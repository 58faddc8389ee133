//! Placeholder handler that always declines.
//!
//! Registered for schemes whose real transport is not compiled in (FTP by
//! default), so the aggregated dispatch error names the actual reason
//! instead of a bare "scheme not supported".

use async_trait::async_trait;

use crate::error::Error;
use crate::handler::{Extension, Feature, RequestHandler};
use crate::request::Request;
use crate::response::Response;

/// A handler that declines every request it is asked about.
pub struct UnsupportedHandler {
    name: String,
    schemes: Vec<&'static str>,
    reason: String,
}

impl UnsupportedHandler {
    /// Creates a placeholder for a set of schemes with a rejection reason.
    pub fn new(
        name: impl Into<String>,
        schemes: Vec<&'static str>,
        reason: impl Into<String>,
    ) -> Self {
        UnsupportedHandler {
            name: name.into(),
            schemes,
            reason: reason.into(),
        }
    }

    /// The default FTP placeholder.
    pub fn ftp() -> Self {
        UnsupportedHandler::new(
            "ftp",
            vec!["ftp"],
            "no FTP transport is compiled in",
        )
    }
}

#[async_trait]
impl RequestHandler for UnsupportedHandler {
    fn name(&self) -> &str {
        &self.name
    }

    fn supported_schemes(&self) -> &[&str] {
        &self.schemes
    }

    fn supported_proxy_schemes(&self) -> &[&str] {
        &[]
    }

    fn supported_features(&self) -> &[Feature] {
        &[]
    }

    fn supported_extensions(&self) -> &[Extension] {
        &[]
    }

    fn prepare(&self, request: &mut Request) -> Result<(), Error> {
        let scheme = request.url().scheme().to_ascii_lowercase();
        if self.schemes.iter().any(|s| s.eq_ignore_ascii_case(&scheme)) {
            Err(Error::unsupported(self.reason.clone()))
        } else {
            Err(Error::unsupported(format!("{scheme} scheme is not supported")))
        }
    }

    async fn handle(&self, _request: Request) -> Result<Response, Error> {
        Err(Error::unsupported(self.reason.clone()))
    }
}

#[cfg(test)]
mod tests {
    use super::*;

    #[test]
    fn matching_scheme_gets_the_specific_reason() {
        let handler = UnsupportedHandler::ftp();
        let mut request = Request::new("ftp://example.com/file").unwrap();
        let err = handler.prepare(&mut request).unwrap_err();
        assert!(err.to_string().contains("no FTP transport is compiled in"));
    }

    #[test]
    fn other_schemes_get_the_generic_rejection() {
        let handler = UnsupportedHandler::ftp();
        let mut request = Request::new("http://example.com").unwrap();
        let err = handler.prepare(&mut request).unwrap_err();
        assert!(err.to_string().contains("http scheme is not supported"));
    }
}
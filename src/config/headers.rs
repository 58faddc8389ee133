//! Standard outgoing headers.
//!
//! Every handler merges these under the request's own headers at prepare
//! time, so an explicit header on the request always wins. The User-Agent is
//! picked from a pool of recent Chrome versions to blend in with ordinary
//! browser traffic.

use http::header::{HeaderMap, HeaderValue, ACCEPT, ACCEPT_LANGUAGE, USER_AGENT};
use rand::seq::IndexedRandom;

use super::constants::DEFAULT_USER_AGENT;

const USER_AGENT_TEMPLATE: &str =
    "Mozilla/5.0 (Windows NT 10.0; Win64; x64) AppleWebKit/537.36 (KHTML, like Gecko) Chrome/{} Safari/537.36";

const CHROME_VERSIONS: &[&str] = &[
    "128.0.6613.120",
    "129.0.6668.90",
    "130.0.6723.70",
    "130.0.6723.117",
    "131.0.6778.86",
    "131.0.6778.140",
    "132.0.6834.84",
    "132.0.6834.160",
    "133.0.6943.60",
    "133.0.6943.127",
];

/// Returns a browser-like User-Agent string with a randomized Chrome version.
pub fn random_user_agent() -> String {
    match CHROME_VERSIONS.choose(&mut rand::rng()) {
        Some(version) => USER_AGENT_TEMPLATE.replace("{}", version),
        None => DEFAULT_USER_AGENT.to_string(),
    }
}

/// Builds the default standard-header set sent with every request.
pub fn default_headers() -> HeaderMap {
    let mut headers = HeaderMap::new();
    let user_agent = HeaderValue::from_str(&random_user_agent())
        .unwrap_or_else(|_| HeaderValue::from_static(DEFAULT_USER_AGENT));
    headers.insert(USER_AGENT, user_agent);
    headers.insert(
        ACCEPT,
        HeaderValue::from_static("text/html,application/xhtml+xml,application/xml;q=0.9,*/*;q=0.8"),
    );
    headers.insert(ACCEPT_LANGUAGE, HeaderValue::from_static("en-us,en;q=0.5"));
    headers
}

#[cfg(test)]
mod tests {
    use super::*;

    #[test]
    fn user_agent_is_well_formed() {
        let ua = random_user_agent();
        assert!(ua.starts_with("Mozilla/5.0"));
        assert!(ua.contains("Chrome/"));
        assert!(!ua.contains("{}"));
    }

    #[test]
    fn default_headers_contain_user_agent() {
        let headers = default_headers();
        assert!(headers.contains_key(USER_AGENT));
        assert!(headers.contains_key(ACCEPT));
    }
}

__Assigned task__: The answer must be an exact reproduction of all the records.

__Task solution__:
repository 58faddc8389ee133
//! Placeholder handler that always declines.
//!
//! Registered for schemes whose real transport is not compiled in (FTP by
//! default), so the aggregated dispatch error names the actual reason
//! instead of a bare "scheme not supported".

use async_trait::async_trait;

use crate::error::Error;
use crate::handler::{Extension, Feature, RequestHandler};
use crate::request::Request;
use crate::response::Response;

/// A handler that declines every request it is asked about.
pub struct UnsupportedHandler {
    name: String,
    schemes: Vec<&'static str>,
    reason: String,
}

impl UnsupportedHandler {
    /// Creates a placeholder for a set of schemes with a rejection reason.
    pub fn new(
        name: impl Into<String>,
        schemes: Vec<&'static str>,
        reason: impl Into<String>,
    ) -> Self {
        UnsupportedHandler {
            name: name.into(),
            schemes,
            reason: reason.into(),
        }
    }

    /// The default FTP placeholder.
    pub fn ftp() -> Self {
        UnsupportedHandler::new(
            "ftp",
            vec!["ftp"],
            "no FTP transport is compiled in",
        )
    }
}

#[async_trait]
impl RequestHandler for UnsupportedHandler {
    fn name(&self) -> &str {
        &self.name
    }

    fn supported_schemes(&self) -> &[&str] {
        &self.schemes
    }

    fn supported_proxy_schemes(&self) -> &[&str] {
        &[]
    }

    fn supported_features(&self) -> &[Feature] {
        &[]
    }

    fn supported_extensions(&self) -> &[Extension] {
        &[]
    }

    fn prepare(&self, request: &mut Request) -> Result<(), Error> {
        let scheme = request.url().scheme().to_ascii_lowercase();
        if self.schemes.iter().any(|s| s.eq_ignore_ascii_case(&scheme)) {
            Err(Error::unsupported(self.reason.clone()))
        } else {
            Err(Error::unsupported(format!("{scheme} scheme is not supported")))
        }
    }

    async fn handle(&self, _request: Request) -> Result<Response, Error> {
        Err(Error::unsupported(self.reason.clone()))
    }
}

#[cfg(test)]
mod tests {
    use super::*;

    #[test]
    fn matching_scheme_gets_the_specific_reason() {
        let handler = UnsupportedHandler::ftp();
        let mut request = Request::new("ftp://example.com/file").unwrap();
        let err = handler.prepare(&mut request).unwrap_err();
        assert!(err.to_string().contains("no FTP transport is compiled in"));
    }

    #[test]
    fn other_schemes_get_the_generic_rejection() {
        let handler = UnsupportedHandler::ftp();
        let mut request = Request::new("http://example.com").unwrap();
        let err = handler.prepare(&mut request).unwrap_err();
        assert!(err.to_string().contains("http scheme is not supported"));
    }
}
filename src/config/headers.rs
repository 58faddc8389ee133
//! Standard outgoing headers.
//!
//! Every handler merges these under the request's own headers at prepare
//! time, so an explicit header on the request always wins. The User-Agent is
//! picked from a pool of recent Chrome versions to blend in with ordinary
//! browser traffic.

use http::header::{HeaderMap, HeaderValue, ACCEPT, ACCEPT_LANGUAGE, USER_AGENT};
use rand::seq::IndexedRandom;

use super::constants::DEFAULT_USER_AGENT;

const USER_AGENT_TEMPLATE: &str =
    "Mozilla/5.0 (Windows NT 10.0; Win64; x64) AppleWebKit/537.36 (KHTML, like Gecko) Chrome/{} Safari/537.36";

const CHROME_VERSIONS: &[&str] = &[
    "128.0.6613.120",
    "129.0.6668.90",
    "130.0.6723.70",
    "130.0.6723.117",
    "131.0.6778.86",
    "131.0.6778.140",
    "132.0.6834.84",
    "132.0.6834.160",
    "133.0.6943.60",
    "133.0.6943.127",
];

/// Returns a browser-like User-Agent string with a randomized Chrome version.
pub fn random_user_agent() -> String {
    match CHROME_VERSIONS.choose(&mut rand::rng()) {
        Some(version) => USER_AGENT_TEMPLATE.replace("{}", version),
        None => DEFAULT_USER_AGENT.to_string(),
    }
}

/// Builds the default standard-header set sent with every request.
pub fn default_headers() -> HeaderMap {
    let mut headers = HeaderMap::new();
    let user_agent = HeaderValue::from_str(&random_user_agent())
        .unwrap_or_else(|_| HeaderValue::from_static(DEFAULT_USER_AGENT));
    headers.insert(USER_AGENT, user_agent);
    headers.insert(
        ACCEPT,
        HeaderValue::from_static("text/html,application/xhtml+xml,application/xml;q=0.9,*/*;q=0.8"),
    );
    headers.insert(ACCEPT_LANGUAGE, HeaderValue::from_static("en-us,en;q=0.5"));
    headers
}

#[cfg(test)]
mod tests {
    use super::*;

    #[test]
    fn user_agent_is_well_formed() {
        let ua = random_user_agent();
        assert!(ua.starts_with("Mozilla/5.0"));
        assert!(ua.contains("Chrome/"));
        assert!(!ua.contains("{}"));
    }

    #[test]
    fn default_headers_contain_user_agent() {
        let headers = default_headers();
        assert!(headers.contains_key(USER_AGENT));
        assert!(headers.contains_key(ACCEPT));
    }
}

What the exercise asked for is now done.